* [EXERCISE OBJECTIVE]:
In the records, find every line with the word "check" and copy it out.
***** DATA RECORDS
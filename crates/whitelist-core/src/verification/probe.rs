//! ============================================================================
//! Connectivity Probe - Pre-flight health check of the whitelist service
//! ============================================================================
//! One bounded GET against the health endpoint. No retries; the answer is
//! authoritative for the verification session that asked for it.
//! ============================================================================

use async_trait::async_trait;
use reqwest::header::ACCEPT;
use reqwest::Client;
use serde_json::Value;
use std::time::Duration;
use tracing::{debug, warn};
use url::Url;

use crate::config::VerifierConfig;
use crate::types::WhitelistError;

/// Health endpoint, relative to the service base URL
pub const HEALTH_PATH: &str = "/api/test";

/// Result of a connectivity probe
#[derive(Debug, Clone, PartialEq)]
pub enum ProbeOutcome {
    /// Service answered with 2xx; body kept for diagnostics when it is JSON
    Healthy { body: Option<Value> },
    /// Service could not be reached or answered with a failure
    Unhealthy(String),
}

impl ProbeOutcome {
    pub fn is_healthy(&self) -> bool {
        matches!(self, ProbeOutcome::Healthy { .. })
    }

    pub fn reason(&self) -> Option<&str> {
        match self {
            ProbeOutcome::Healthy { .. } => None,
            ProbeOutcome::Unhealthy(reason) => Some(reason),
        }
    }
}

/// Anything that can report whether the whitelist service is up
#[async_trait]
pub trait HealthProbe: Send + Sync {
    /// Never fails; problems are reported as `Unhealthy`
    async fn probe(&self) -> ProbeOutcome;
}

/// HTTP implementation against `GET {base}/api/test`
pub struct ConnectivityProbe {
    client: Client,
    url: Url,
    timeout: Duration,
}

impl ConnectivityProbe {
    pub fn new(client: Client, url: Url, timeout: Duration) -> Self {
        Self {
            client,
            url,
            timeout,
        }
    }

    pub fn from_config(config: &VerifierConfig, client: Client) -> Result<Self, WhitelistError> {
        Ok(Self::new(
            client,
            config.endpoint(HEALTH_PATH)?,
            config.probe_timeout(),
        ))
    }

    pub fn url(&self) -> &Url {
        &self.url
    }

    async fn check(&self) -> Result<Option<Value>, String> {
        let response = self
            .client
            .get(self.url.clone())
            .header(ACCEPT, "application/json")
            .send()
            .await
            .map_err(|e| {
                if e.is_timeout() {
                    format!("timed out after {} ms", self.timeout.as_millis())
                } else {
                    e.to_string()
                }
            })?;

        let status = response.status();
        if !status.is_success() {
            return Err(format!(
                "HTTP {}: {}",
                status.as_u16(),
                status.canonical_reason().unwrap_or("Unknown")
            ));
        }

        // Body is optional; a health endpoint answering plain text is still healthy
        Ok(response.json::<Value>().await.ok())
    }
}

#[async_trait]
impl HealthProbe for ConnectivityProbe {
    async fn probe(&self) -> ProbeOutcome {
        debug!("Testing API connection at {}", self.url);

        match tokio::time::timeout(self.timeout, self.check()).await {
            Ok(Ok(body)) => {
                debug!("API test successful: {:?}", body);
                ProbeOutcome::Healthy { body }
            }
            Ok(Err(reason)) => {
                warn!("API connection test failed: {}", reason);
                ProbeOutcome::Unhealthy(reason)
            }
            Err(_) => {
                let reason = format!("timed out after {} ms", self.timeout.as_millis());
                warn!("API connection test failed: {}", reason);
                ProbeOutcome::Unhealthy(reason)
            }
        }
    }
}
**********
* [PROBLEM SOLUTION]:
//! Connectivity Probe - Pre-flight health check of the whitelist service
    async fn check(&self) -> Result<Option<Value>, String> {
        match tokio::time::timeout(self.timeout, self.check()).await {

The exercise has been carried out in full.